ACTION ITEM —
Output everything in the listing exactly, with no line missing.

[DATASET CONTENT]

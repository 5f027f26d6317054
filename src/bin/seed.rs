use anyhow::Context;
use farm_market_api::{
    db::{create_orm_conn, create_pool, run_migrations},
    models::NewProduct,
    repository::{ProductFilter, PageRequest, ProductRepository, SeaStore},
};
use rust_decimal::Decimal;

#[tokio::main]
async fn main() -> anyhow::Result<()> {
    dotenvy::dotenv().ok();
    let database_url = std::env::var("DATABASE_URL").context("DATABASE_URL is not set")?;

    let pool = create_pool(&database_url).await?;
    // Ensure migrations are applied.
    run_migrations(&pool).await?;

    let farmer_id = ensure_user(&pool, "farmer_li", "Li Wei", "farmer").await?;
    let buyer_id = ensure_user(&pool, "buyer_chen", "Chen Jing", "buyer").await?;
    let category_id = ensure_category(&pool, "Vegetables").await?;

    let store = SeaStore::new(create_orm_conn(pool));
    seed_products(&store, farmer_id, category_id).await?;

    println!("Seed completed. Farmer ID: {farmer_id}, Buyer ID: {buyer_id}");
    Ok(())
}

async fn ensure_user(
    pool: &sqlx::PgPool,
    username: &str,
    name: &str,
    role: &str,
) -> anyhow::Result<i64> {
    let (id,): (i64,) = sqlx::query_as(
        r#"
        INSERT INTO users (username, name, role)
        VALUES ($1, $2, $3)
        ON CONFLICT (username) DO UPDATE SET role = EXCLUDED.role
        RETURNING id
        "#,
    )
    .bind(username)
    .bind(name)
    .bind(role)
    .fetch_one(pool)
    .await?;

    println!("Ensured user {username} (role={role})");
    Ok(id)
}

async fn ensure_category(pool: &sqlx::PgPool, name: &str) -> anyhow::Result<i64> {
    let (id,): (i64,) = sqlx::query_as(
        r#"
        INSERT INTO categories (name)
        VALUES ($1)
        ON CONFLICT (name) DO UPDATE SET name = EXCLUDED.name
        RETURNING id
        "#,
    )
    .bind(name)
    .fetch_one(pool)
    .await?;
    Ok(id)
}

async fn seed_products(store: &SeaStore, farmer_id: i64, category_id: i64) -> anyhow::Result<()> {
    let existing = store
        .page(
            &ProductFilter {
                farmer_id: Some(farmer_id),
                ..Default::default()
            },
            PageRequest::new(1, 1),
        )
        .await?;
    if existing.total > 0 {
        println!("Products already seeded");
        return Ok(());
    }

    // (name, description, price in cents, discount price in cents, stock)
    let products = vec![
        ("Heirloom Tomatoes", "Vine ripened, picked this morning", 1200, Some(950), 80),
        ("Baby Spinach", "Washed and bagged, 250 g", 650, None, 120),
        ("Purple Carrots", "Sweet and crunchy, 1 kg bunch", 800, None, 60),
        ("Snow Peas", "Crisp pods, 500 g", 1500, Some(1300), 40),
    ];

    for (name, description, price, discount, stock) in products {
        let product = store
            .insert(NewProduct {
                farmer_id,
                category_id,
                name: name.to_string(),
                description: Some(description.to_string()),
                price: Decimal::new(price, 2),
                discount_price: discount.map(|cents| Decimal::new(cents, 2)),
                is_discount: discount.is_some(),
                stock,
                status: 1,
                image_url: None,
            })
            .await?;
        println!("Seeded product {} ({})", product.name, product.id);
    }

    Ok(())
}
use rust_decimal::Decimal;
use serde::Deserialize;
use utoipa::{IntoParams, ToSchema};

use crate::{
    models::OrderStatus,
    repository::{OrderFilter, PageRequest, ProductFilter, ProductSort},
};

const DEFAULT_PER_PAGE: u64 = 10;

fn page_request(page: Option<u64>, per_page: Option<u64>) -> PageRequest {
    PageRequest::new(page.unwrap_or(1), per_page.unwrap_or(DEFAULT_PER_PAGE))
}

#[derive(Debug, Clone, Copy, Deserialize, ToSchema)]
#[serde(rename_all = "snake_case")]
pub enum SortOrder {
    Asc,
    Desc,
}

impl SortOrder {
    pub fn is_ascending(&self) -> bool {
        matches!(self, SortOrder::Asc)
    }
}

#[derive(Debug, Clone, Copy, Deserialize, ToSchema)]
#[serde(rename_all = "snake_case")]
pub enum ProductSortField {
    CreatedAt,
    Sales,
    Price,
}

// Page fields are spelled out rather than flattened: serde's flatten breaks
// numeric parsing in query strings.
#[derive(Debug, Default, Deserialize, IntoParams)]
#[into_params(parameter_in = Query)]
pub struct OrderPageQuery {
    pub page: Option<u64>,
    pub per_page: Option<u64>,
    pub user_id: Option<i64>,
    pub id: Option<i64>,
    pub status: Option<i32>,
    pub farmer_id: Option<i64>,
}

impl OrderPageQuery {
    pub fn page_request(&self) -> PageRequest {
        page_request(self.page, self.per_page)
    }

    /// Filter without the farmer constraint; that one needs a product lookup first.
    pub fn base_filter(&self) -> OrderFilter {
        OrderFilter {
            user_id: self.user_id,
            id: self.id,
            status: self.status.map(OrderStatus),
            product_ids: None,
        }
    }
}

#[derive(Debug, Default, Deserialize, IntoParams)]
#[into_params(parameter_in = Query)]
pub struct ProductPageQuery {
    pub page: Option<u64>,
    pub per_page: Option<u64>,
    pub name: Option<String>,
    pub category_id: Option<i64>,
    pub farmer_id: Option<i64>,
    pub status: Option<i32>,
    #[param(value_type = Option<String>)]
    pub min_price: Option<Decimal>,
    #[param(value_type = Option<String>)]
    pub max_price: Option<Decimal>,
    pub sort_field: Option<ProductSortField>,
    pub sort_order: Option<SortOrder>,
}

impl ProductPageQuery {
    pub fn page_request(&self) -> PageRequest {
        page_request(self.page, self.per_page)
    }

    pub fn filter(&self) -> ProductFilter {
        let ascending = self.sort_order.is_some_and(|order| order.is_ascending());
        let sort = match self.sort_field {
            Some(ProductSortField::Sales) => ProductSort::Sales { ascending },
            Some(ProductSortField::Price) => ProductSort::EffectivePrice { ascending },
            Some(ProductSortField::CreatedAt) | None => ProductSort::CreatedAtDesc,
        };
        ProductFilter {
            name: self.name.clone().filter(|name| !name.trim().is_empty()),
            category_id: self.category_id,
            farmer_id: self.farmer_id,
            status: self.status,
            min_price: self.min_price,
            max_price: self.max_price,
            sort,
        }
    }
}

#[cfg(test)]
mod tests {
    use super::*;

    #[test]
    fn product_query_maps_sorting() {
        let query = ProductPageQuery {
            sort_field: Some(ProductSortField::Price),
            sort_order: Some(SortOrder::Asc),
            ..Default::default()
        };
        assert_eq!(
            query.filter().sort,
            ProductSort::EffectivePrice { ascending: true }
        );

        let query = ProductPageQuery {
            sort_field: Some(ProductSortField::Sales),
            ..Default::default()
        };
        assert_eq!(query.filter().sort, ProductSort::Sales { ascending: false });
        assert_eq!(ProductPageQuery::default().filter().sort, ProductSort::CreatedAtDesc);
    }

    #[test]
    fn blank_name_is_ignored_and_paging_defaults_apply() {
        let query = ProductPageQuery {
            name: Some("   ".into()),
            ..Default::default()
        };
        assert_eq!(query.filter().name, None);
        assert_eq!(query.page_request(), PageRequest::new(1, 10));
    }
}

[/DATASET CONTENT]

TASK RESPONSE —
repository 5f027f26d6317054
filename src/bin/seed.rs
use anyhow::Context;
use farm_market_api::{
    db::{create_orm_conn, create_pool, run_migrations},
    models::NewProduct,
    repository::{ProductFilter, PageRequest, ProductRepository, SeaStore},
};
use rust_decimal::Decimal;

#[tokio::main]
async fn main() -> anyhow::Result<()> {
    dotenvy::dotenv().ok();
    let database_url = std::env::var("DATABASE_URL").context("DATABASE_URL is not set")?;

    let pool = create_pool(&database_url).await?;
    // Ensure migrations are applied.
    run_migrations(&pool).await?;

    let farmer_id = ensure_user(&pool, "farmer_li", "Li Wei", "farmer").await?;
    let buyer_id = ensure_user(&pool, "buyer_chen", "Chen Jing", "buyer").await?;
    let category_id = ensure_category(&pool, "Vegetables").await?;

    let store = SeaStore::new(create_orm_conn(pool));
    seed_products(&store, farmer_id, category_id).await?;

    println!("Seed completed. Farmer ID: {farmer_id}, Buyer ID: {buyer_id}");
    Ok(())
}

async fn ensure_user(
    pool: &sqlx::PgPool,
    username: &str,
    name: &str,
    role: &str,
) -> anyhow::Result<i64> {
    let (id,): (i64,) = sqlx::query_as(
        r#"
        INSERT INTO users (username, name, role)
        VALUES ($1, $2, $3)
        ON CONFLICT (username) DO UPDATE SET role = EXCLUDED.role
        RETURNING id
        "#,
    )
    .bind(username)
    .bind(name)
    .bind(role)
    .fetch_one(pool)
    .await?;

    println!("Ensured user {username} (role={role})");
    Ok(id)
}

async fn ensure_category(pool: &sqlx::PgPool, name: &str) -> anyhow::Result<i64> {
    let (id,): (i64,) = sqlx::query_as(
        r#"
        INSERT INTO categories (name)
        VALUES ($1)
        ON CONFLICT (name) DO UPDATE SET name = EXCLUDED.name
        RETURNING id
        "#,
    )
    .bind(name)
    .fetch_one(pool)
    .await?;
    Ok(id)
}

async fn seed_products(store: &SeaStore, farmer_id: i64, category_id: i64) -> anyhow::Result<()> {
    let existing = store
        .page(
            &ProductFilter {
                farmer_id: Some(farmer_id),
                ..Default::default()
            },
            PageRequest::new(1, 1),
        )
        .await?;
    if existing.total > 0 {
        println!("Products already seeded");
        return Ok(());
    }

    // (name, description, price in cents, discount price in cents, stock)
    let products = vec![
        ("Heirloom Tomatoes", "Vine ripened, picked this morning", 1200, Some(950), 80),
        ("Baby Spinach", "Washed and bagged, 250 g", 650, None, 120),
        ("Purple Carrots", "Sweet and crunchy, 1 kg bunch", 800, None, 60),
        ("Snow Peas", "Crisp pods, 500 g", 1500, Some(1300), 40),
    ];

    for (name, description, price, discount, stock) in products {
        let product = store
            .insert(NewProduct {
                farmer_id,
                category_id,
                name: name.to_string(),
                description: Some(description.to_string()),
                price: Decimal::new(price, 2),
                discount_price: discount.map(|cents| Decimal::new(cents, 2)),
                is_discount: discount.is_some(),
                stock,
                status: 1,
                image_url: None,
            })
            .await?;
        println!("Seeded product {} ({})", product.name, product.id);
    }

    Ok(())
}
use rust_decimal::Decimal;
use serde::Deserialize;
use utoipa::{IntoParams, ToSchema};

use crate::{
    models::OrderStatus,
    repository::{OrderFilter, PageRequest, ProductFilter, ProductSort},
};

const DEFAULT_PER_PAGE: u64 = 10;

fn page_request(page: Option<u64>, per_page: Option<u64>) -> PageRequest {
    PageRequest::new(page.unwrap_or(1), per_page.unwrap_or(DEFAULT_PER_PAGE))
}

#[derive(Debug, Clone, Copy, Deserialize, ToSchema)]
#[serde(rename_all = "snake_case")]
pub enum SortOrder {
    Asc,
    Desc,
}

impl SortOrder {
    pub fn is_ascending(&self) -> bool {
        matches!(self, SortOrder::Asc)
    }
}

#[derive(Debug, Clone, Copy, Deserialize, ToSchema)]
#[serde(rename_all = "snake_case")]
pub enum ProductSortField {
    CreatedAt,
    Sales,
    Price,
}

// Page fields are spelled out rather than flattened: serde's flatten breaks
// numeric parsing in query strings.
#[derive(Debug, Default, Deserialize, IntoParams)]
#[into_params(parameter_in = Query)]
pub struct OrderPageQuery {
    pub page: Option<u64>,
    pub per_page: Option<u64>,
    pub user_id: Option<i64>,
    pub id: Option<i64>,
    pub status: Option<i32>,
    pub farmer_id: Option<i64>,
}

impl OrderPageQuery {
    pub fn page_request(&self) -> PageRequest {
        page_request(self.page, self.per_page)
    }

    /// Filter without the farmer constraint; that one needs a product lookup first.
    pub fn base_filter(&self) -> OrderFilter {
        OrderFilter {
            user_id: self.user_id,
            id: self.id,
            status: self.status.map(OrderStatus),
            product_ids: None,
        }
    }
}

#[derive(Debug, Default, Deserialize, IntoParams)]
#[into_params(parameter_in = Query)]
pub struct ProductPageQuery {
    pub page: Option<u64>,
    pub per_page: Option<u64>,
    pub name: Option<String>,
    pub category_id: Option<i64>,
    pub farmer_id: Option<i64>,
    pub status: Option<i32>,
    #[param(value_type = Option<String>)]
    pub min_price: Option<Decimal>,
    #[param(value_type = Option<String>)]
    pub max_price: Option<Decimal>,
    pub sort_field: Option<ProductSortField>,
    pub sort_order: Option<SortOrder>,
}

impl ProductPageQuery {
    pub fn page_request(&self) -> PageRequest {
        page_request(self.page, self.per_page)
    }

    pub fn filter(&self) -> ProductFilter {
        let ascending = self.sort_order.is_some_and(|order| order.is_ascending());
        let sort = match self.sort_field {
            Some(ProductSortField::Sales) => ProductSort::Sales { ascending },
            Some(ProductSortField::Price) => ProductSort::EffectivePrice { ascending },
            Some(ProductSortField::CreatedAt) | None => ProductSort::CreatedAtDesc,
        };
        ProductFilter {
            name: self.name.clone().filter(|name| !name.trim().is_empty()),
            category_id: self.category_id,
            farmer_id: self.farmer_id,
            status: self.status,
            min_price: self.min_price,
            max_price: self.max_price,
            sort,
        }
    }
}

#[cfg(test)]
mod tests {
    use super::*;

    #[test]
    fn product_query_maps_sorting() {
        let query = ProductPageQuery {
            sort_field: Some(ProductSortField::Price),
            sort_order: Some(SortOrder::Asc),
            ..Default::default()
        };
        assert_eq!(
            query.filter().sort,
            ProductSort::EffectivePrice { ascending: true }
        );

        let query = ProductPageQuery {
            sort_field: Some(ProductSortField::Sales),
            ..Default::default()
        };
        assert_eq!(query.filter().sort, ProductSort::Sales { ascending: false });
        assert_eq!(ProductPageQuery::default().filter().sort, ProductSort::CreatedAtDesc);
    }

    #[test]
    fn blank_name_is_ignored_and_paging_defaults_apply() {
        let query = ProductPageQuery {
            name: Some("   ".into()),
            ..Default::default()
        };
        assert_eq!(query.filter().name, None);
        assert_eq!(query.page_request(), PageRequest::new(1, 10));
    }
}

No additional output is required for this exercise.